Go through the data and report how many lines include the word "synthesizer", giving only the number.
BEGIN PROVIDED ENTRIES
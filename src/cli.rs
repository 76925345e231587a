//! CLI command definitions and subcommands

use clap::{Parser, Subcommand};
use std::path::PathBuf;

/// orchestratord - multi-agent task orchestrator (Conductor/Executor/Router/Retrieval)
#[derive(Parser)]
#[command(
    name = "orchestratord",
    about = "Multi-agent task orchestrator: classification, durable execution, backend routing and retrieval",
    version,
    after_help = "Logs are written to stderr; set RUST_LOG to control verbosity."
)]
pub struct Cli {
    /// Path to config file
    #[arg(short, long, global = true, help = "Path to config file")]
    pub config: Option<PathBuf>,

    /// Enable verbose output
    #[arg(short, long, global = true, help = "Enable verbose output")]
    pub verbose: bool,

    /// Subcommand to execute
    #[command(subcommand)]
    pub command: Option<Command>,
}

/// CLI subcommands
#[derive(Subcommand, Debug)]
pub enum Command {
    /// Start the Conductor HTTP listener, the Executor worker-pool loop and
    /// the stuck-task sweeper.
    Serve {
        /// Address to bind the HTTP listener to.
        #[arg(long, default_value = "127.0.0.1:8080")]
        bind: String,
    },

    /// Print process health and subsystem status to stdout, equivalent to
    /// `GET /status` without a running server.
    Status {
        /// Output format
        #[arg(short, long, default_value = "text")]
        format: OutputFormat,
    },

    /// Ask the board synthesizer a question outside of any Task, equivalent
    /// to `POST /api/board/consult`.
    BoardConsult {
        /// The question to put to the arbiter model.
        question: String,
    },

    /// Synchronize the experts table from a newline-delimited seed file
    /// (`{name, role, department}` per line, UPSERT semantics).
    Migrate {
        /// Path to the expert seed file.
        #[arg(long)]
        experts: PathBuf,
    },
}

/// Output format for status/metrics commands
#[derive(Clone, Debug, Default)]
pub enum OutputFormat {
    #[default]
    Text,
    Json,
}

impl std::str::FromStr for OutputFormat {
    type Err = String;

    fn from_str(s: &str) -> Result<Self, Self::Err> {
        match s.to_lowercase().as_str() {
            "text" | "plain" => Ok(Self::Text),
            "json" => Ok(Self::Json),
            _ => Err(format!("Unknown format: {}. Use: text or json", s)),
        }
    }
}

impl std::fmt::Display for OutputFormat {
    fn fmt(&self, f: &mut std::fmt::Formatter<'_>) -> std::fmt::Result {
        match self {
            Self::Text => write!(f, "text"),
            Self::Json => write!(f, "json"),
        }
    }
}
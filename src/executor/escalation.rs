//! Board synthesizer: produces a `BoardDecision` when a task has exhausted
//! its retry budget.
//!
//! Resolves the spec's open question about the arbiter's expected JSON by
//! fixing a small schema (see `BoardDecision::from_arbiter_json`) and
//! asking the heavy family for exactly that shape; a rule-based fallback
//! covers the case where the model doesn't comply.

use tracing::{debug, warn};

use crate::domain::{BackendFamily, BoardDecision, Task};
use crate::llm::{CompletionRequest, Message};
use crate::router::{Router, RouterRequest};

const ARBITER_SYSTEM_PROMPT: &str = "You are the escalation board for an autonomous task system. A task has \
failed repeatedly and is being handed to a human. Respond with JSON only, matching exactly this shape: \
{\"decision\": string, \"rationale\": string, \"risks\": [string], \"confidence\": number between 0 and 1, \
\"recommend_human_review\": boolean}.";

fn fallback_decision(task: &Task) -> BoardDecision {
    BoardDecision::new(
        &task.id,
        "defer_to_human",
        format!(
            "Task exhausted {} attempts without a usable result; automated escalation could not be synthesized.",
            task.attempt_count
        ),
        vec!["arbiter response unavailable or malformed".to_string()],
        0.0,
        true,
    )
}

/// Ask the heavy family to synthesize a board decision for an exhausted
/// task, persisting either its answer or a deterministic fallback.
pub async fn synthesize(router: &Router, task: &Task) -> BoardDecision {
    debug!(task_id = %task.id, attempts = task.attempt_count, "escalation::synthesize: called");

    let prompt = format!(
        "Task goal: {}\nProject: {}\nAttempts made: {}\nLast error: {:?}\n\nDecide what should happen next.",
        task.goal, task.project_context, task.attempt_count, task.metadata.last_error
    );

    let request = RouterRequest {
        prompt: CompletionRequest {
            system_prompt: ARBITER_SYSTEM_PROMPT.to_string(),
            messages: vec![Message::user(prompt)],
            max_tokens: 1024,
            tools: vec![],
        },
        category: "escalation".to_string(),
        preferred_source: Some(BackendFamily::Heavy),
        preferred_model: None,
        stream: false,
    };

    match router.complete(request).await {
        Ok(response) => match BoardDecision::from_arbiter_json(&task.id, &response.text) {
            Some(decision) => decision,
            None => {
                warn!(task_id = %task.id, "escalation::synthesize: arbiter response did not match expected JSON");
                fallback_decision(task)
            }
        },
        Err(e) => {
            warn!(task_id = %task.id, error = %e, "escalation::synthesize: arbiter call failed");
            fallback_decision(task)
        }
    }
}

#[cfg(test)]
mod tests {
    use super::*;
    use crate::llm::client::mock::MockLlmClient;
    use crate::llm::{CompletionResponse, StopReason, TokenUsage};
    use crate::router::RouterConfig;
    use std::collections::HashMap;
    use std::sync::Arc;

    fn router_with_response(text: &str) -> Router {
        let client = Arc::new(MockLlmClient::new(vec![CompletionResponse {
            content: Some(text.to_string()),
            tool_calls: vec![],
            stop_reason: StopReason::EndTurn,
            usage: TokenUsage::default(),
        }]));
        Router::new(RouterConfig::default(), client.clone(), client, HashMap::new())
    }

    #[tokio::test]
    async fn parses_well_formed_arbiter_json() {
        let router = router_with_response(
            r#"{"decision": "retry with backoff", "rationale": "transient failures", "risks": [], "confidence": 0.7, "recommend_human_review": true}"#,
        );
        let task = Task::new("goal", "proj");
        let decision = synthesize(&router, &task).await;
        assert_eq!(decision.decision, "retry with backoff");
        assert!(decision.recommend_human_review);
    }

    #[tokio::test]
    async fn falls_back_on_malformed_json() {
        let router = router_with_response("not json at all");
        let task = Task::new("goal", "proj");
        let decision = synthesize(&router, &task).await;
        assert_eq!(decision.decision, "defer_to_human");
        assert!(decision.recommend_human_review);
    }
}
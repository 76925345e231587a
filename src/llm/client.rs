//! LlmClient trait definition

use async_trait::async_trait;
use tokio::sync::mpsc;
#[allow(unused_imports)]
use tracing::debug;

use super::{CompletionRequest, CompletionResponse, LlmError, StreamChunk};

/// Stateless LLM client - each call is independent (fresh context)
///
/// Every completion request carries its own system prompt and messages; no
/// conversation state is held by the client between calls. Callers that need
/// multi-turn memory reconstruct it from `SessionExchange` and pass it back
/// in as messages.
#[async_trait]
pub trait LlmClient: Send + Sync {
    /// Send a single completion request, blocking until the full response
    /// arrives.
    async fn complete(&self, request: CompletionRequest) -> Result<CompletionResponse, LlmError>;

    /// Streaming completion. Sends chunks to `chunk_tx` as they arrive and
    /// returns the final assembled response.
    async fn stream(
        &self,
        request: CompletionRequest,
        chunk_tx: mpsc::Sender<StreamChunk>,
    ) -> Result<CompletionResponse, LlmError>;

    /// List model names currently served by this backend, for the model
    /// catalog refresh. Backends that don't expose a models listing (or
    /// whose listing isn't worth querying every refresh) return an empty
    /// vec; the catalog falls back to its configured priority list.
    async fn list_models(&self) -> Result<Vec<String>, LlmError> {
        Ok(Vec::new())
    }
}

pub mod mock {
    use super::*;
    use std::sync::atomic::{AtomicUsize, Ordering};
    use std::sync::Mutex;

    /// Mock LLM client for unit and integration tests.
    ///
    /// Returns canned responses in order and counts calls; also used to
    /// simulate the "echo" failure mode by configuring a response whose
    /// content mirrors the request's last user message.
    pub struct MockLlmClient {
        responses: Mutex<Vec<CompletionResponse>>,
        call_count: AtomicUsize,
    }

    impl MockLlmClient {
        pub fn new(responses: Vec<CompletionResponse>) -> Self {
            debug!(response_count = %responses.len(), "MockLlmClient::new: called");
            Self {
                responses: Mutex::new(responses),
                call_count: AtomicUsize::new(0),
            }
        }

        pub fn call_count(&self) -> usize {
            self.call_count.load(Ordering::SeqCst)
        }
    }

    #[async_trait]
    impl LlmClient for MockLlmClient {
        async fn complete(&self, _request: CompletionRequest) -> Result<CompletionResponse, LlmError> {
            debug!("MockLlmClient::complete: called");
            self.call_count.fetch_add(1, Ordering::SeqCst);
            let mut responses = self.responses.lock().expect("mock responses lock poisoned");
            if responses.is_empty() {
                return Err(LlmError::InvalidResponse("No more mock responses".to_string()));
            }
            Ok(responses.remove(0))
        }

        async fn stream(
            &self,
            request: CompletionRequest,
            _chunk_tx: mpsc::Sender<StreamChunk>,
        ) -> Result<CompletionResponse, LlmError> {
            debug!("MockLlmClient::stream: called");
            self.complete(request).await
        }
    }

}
END PROVIDED ENTRIES
BEGIN PROVIDED ENTRIES
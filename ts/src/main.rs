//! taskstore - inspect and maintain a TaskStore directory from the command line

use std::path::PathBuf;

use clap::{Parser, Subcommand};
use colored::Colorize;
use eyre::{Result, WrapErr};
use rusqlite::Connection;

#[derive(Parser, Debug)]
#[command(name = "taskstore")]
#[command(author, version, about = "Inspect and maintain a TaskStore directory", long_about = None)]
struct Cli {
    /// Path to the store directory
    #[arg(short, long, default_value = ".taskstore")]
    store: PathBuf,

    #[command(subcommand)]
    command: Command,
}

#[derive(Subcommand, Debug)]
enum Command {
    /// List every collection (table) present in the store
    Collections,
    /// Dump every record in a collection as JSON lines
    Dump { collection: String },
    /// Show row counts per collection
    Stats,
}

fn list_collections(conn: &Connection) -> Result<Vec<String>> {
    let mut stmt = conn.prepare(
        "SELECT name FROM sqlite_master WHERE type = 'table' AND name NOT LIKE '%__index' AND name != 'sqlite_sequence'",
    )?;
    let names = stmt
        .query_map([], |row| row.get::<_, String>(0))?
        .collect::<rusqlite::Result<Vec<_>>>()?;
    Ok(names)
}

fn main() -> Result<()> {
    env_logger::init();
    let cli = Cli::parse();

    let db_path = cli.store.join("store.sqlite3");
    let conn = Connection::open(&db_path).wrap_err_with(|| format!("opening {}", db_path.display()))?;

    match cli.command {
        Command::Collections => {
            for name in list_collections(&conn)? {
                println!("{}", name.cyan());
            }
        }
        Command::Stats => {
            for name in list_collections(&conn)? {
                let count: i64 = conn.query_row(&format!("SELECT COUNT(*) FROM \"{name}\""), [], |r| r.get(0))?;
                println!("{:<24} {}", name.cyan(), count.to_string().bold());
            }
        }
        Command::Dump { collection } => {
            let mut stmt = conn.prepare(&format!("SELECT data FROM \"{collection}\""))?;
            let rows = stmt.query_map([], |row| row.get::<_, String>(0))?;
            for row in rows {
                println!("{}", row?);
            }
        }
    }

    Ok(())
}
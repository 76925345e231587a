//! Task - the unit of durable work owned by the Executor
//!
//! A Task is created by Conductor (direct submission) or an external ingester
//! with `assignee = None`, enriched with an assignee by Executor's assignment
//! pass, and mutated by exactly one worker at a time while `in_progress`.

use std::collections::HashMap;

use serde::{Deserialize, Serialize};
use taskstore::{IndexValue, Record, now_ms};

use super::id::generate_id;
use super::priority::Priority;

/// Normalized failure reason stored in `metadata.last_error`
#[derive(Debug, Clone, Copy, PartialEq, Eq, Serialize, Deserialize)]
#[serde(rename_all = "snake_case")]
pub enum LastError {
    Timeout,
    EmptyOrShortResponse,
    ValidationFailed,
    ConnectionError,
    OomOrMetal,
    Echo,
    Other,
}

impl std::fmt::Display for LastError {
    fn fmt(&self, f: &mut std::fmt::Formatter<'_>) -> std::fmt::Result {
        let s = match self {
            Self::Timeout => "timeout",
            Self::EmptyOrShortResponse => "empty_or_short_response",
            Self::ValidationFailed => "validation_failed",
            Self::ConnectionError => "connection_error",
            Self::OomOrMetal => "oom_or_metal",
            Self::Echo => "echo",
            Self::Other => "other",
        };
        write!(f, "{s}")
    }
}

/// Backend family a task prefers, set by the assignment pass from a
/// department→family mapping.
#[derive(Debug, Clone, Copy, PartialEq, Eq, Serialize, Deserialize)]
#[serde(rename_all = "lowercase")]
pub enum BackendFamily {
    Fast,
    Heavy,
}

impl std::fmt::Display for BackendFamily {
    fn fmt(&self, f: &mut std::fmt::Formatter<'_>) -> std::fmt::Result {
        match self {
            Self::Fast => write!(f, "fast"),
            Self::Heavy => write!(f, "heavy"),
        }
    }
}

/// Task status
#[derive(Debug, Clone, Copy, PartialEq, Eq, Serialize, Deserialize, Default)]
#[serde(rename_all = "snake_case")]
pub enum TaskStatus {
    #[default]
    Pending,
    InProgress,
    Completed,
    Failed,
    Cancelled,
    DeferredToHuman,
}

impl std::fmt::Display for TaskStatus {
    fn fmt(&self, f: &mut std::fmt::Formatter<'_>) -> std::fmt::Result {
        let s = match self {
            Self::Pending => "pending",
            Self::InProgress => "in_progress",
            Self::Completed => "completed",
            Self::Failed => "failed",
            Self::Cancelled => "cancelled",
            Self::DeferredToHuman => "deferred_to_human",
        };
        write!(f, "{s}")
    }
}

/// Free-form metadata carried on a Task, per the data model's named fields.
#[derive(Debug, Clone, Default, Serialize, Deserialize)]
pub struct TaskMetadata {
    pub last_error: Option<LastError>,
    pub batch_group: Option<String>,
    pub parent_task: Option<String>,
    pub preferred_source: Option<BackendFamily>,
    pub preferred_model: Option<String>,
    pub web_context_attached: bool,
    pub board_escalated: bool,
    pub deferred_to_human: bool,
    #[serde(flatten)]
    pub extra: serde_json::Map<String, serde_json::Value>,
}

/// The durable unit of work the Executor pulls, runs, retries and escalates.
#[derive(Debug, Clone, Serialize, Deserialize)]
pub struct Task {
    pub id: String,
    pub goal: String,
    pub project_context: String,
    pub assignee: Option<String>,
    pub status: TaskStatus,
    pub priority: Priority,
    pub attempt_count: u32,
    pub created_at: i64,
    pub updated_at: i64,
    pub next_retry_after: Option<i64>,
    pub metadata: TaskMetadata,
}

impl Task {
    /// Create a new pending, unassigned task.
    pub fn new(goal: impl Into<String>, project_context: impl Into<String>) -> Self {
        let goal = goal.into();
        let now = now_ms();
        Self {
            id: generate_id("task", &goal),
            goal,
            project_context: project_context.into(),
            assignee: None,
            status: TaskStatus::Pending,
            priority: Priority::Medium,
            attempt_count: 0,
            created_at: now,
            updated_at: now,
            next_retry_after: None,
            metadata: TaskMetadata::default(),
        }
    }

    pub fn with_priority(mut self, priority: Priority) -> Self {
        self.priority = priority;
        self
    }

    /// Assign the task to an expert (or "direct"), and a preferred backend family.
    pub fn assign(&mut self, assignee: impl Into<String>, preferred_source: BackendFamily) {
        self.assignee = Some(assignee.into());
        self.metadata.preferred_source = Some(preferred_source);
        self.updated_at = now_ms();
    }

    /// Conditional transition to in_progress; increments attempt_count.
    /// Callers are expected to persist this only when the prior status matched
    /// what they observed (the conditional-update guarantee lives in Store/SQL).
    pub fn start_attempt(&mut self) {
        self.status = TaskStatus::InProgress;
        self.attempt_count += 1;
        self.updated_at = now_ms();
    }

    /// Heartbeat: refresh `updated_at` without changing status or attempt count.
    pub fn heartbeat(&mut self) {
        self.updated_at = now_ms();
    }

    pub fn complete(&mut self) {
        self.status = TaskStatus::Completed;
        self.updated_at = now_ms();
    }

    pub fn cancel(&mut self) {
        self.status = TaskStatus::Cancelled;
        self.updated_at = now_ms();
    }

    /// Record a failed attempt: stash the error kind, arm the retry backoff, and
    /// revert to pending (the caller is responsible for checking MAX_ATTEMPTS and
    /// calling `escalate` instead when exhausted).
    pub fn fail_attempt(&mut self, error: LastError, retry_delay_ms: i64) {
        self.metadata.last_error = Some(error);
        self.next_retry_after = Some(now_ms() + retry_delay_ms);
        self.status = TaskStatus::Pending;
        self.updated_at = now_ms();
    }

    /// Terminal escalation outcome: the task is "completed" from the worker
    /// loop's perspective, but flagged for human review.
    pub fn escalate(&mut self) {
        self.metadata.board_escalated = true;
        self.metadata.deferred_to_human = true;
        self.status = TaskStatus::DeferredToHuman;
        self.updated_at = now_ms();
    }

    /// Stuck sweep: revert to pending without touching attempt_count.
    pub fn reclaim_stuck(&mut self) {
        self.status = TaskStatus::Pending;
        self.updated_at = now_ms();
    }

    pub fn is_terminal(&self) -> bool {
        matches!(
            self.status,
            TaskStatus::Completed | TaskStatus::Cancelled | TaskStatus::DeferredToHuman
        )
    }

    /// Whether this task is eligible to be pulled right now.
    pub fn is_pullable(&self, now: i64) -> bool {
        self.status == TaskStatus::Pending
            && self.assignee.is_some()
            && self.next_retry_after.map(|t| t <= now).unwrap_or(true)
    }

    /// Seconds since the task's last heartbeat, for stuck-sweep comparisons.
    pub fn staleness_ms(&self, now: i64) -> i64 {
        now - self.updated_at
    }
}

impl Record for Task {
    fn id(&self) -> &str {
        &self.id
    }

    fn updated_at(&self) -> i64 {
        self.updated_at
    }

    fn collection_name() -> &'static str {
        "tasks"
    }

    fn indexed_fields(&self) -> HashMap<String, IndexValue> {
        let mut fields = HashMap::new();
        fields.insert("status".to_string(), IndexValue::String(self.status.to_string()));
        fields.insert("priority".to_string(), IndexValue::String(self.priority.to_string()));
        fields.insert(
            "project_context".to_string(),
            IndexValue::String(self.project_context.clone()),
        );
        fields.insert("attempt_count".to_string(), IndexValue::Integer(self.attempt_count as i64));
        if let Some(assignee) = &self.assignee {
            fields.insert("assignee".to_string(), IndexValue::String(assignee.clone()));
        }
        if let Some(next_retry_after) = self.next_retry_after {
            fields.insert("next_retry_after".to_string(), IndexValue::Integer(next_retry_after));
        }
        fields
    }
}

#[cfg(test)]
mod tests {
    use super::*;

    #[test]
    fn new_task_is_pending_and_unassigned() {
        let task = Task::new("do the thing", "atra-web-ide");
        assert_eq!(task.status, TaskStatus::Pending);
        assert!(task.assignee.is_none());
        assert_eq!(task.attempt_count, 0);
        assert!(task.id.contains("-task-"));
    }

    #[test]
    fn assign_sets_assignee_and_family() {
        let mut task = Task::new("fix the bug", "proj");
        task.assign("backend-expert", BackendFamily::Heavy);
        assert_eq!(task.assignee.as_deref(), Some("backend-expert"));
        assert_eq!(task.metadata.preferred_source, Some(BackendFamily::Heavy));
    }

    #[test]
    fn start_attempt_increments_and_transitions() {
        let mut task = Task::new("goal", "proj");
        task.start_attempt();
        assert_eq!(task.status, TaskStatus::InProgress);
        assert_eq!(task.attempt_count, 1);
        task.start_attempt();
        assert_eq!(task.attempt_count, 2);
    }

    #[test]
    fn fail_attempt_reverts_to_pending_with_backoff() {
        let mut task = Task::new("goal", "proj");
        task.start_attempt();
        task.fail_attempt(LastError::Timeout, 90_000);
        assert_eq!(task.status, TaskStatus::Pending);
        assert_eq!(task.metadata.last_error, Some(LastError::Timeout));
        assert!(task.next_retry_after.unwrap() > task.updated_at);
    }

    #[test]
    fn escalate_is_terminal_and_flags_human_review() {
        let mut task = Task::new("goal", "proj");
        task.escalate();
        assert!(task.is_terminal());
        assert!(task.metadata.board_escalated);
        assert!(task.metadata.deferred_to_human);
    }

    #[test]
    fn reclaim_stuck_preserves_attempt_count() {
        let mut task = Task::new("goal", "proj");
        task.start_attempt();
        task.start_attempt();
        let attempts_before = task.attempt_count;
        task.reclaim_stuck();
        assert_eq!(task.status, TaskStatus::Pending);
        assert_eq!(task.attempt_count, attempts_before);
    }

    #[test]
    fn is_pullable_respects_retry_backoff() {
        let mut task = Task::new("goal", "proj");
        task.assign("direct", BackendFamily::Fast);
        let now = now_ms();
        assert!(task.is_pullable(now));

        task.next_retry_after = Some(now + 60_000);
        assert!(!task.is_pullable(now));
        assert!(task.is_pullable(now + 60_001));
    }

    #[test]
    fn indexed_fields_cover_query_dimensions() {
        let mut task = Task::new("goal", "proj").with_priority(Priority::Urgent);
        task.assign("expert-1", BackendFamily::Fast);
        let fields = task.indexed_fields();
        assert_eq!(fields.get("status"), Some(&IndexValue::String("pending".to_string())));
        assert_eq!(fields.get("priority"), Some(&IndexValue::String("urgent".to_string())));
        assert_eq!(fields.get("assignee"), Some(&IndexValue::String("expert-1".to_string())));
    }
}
END PROVIDED ENTRIES
SOLUTION BELOW. 2